§ INFORMATION GIVEN:
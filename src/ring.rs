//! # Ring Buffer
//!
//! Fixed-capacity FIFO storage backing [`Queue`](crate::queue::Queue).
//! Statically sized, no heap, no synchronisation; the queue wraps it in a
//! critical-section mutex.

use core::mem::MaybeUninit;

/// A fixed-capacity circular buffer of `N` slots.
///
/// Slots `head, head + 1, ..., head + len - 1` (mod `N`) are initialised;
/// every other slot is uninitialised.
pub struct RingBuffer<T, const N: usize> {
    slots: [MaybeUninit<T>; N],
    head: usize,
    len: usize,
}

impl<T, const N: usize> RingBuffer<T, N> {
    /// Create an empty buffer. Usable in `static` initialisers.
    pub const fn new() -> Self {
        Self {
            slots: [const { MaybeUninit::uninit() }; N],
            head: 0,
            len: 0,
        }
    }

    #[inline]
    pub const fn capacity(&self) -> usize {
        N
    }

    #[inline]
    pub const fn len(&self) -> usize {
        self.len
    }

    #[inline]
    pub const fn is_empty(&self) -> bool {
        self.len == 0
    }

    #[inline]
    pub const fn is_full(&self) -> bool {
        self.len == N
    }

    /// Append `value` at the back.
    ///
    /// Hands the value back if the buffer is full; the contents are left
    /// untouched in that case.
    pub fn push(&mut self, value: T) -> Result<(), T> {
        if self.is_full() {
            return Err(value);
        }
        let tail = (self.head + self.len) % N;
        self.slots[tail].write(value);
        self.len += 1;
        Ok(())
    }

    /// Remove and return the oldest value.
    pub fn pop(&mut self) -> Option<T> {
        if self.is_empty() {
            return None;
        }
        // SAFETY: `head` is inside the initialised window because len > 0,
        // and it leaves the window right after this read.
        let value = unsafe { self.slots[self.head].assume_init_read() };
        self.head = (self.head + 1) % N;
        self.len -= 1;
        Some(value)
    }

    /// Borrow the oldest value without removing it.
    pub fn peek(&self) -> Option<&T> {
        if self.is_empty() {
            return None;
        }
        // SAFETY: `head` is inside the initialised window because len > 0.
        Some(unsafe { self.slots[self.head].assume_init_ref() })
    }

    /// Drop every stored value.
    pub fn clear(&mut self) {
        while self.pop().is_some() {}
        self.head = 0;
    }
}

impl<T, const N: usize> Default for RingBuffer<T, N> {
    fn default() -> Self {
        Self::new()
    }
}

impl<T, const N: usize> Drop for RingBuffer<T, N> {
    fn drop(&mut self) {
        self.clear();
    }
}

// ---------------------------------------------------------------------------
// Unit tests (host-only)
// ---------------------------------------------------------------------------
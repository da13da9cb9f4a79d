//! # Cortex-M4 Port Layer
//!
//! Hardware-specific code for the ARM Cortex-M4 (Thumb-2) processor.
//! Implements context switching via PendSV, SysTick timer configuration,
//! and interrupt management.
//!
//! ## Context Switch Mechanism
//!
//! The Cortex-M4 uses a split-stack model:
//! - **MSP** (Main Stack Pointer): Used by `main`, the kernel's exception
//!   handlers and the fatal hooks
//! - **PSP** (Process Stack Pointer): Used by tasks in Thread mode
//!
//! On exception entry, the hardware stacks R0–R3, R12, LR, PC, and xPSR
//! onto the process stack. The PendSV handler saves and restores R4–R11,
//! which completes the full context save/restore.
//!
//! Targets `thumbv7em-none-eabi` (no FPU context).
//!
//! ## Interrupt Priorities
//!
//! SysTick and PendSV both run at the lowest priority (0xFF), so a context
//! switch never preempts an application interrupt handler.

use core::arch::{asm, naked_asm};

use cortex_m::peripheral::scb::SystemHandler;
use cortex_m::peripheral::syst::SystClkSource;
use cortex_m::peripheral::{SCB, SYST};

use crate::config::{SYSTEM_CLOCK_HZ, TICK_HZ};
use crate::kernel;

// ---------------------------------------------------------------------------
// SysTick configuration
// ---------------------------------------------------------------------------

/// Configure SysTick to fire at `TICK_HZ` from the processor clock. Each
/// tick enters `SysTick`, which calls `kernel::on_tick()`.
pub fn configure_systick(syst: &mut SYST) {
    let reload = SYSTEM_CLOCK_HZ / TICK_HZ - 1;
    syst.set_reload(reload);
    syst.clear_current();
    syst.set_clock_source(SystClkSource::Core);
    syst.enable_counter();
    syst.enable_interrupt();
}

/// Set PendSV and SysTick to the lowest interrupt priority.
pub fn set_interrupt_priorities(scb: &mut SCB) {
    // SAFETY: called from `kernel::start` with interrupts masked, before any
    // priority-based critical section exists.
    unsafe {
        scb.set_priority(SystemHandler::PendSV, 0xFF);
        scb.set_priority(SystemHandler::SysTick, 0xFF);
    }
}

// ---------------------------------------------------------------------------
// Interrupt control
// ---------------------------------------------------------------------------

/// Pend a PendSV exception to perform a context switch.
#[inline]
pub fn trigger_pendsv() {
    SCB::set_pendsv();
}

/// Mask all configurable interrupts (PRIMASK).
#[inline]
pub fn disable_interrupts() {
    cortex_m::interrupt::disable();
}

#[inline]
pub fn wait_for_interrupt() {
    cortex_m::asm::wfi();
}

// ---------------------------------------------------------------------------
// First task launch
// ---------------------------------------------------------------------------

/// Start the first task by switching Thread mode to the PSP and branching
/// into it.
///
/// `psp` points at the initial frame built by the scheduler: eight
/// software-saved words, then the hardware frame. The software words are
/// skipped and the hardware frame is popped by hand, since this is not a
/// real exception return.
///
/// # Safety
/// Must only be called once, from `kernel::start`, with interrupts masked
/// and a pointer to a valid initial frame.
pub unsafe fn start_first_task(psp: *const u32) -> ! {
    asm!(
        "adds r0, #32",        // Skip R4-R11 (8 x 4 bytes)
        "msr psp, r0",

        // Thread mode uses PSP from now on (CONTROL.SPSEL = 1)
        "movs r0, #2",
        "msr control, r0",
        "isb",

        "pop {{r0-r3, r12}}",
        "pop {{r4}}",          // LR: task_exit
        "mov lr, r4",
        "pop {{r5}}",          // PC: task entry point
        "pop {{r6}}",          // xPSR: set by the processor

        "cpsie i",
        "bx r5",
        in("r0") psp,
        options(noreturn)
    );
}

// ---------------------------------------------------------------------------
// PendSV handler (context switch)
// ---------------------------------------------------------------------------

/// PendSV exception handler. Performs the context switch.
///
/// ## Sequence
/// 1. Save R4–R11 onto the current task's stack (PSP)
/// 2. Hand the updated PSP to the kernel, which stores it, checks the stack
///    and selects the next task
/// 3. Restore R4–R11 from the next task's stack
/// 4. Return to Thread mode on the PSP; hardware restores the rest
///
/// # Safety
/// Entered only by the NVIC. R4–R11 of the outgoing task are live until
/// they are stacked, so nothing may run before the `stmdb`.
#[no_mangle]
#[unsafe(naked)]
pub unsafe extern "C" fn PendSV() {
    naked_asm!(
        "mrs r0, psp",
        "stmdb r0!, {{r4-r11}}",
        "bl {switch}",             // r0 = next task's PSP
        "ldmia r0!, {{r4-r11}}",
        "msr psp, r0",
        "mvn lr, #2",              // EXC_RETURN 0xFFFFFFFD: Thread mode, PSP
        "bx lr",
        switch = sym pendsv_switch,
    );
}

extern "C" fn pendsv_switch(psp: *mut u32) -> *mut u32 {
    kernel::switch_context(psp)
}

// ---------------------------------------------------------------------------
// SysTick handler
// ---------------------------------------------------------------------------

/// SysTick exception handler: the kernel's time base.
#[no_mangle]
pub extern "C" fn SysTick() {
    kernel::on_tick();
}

§ WORK ORDER: For each line in the records that holds "only", show that line as it stands.

§ EXERCISE SOLUTION:
// Unit tests (host-only)
/// Must only be called once, from `kernel::start`, with interrupts masked
/// Entered only by the NVIC. R4–R11 of the outgoing task are live until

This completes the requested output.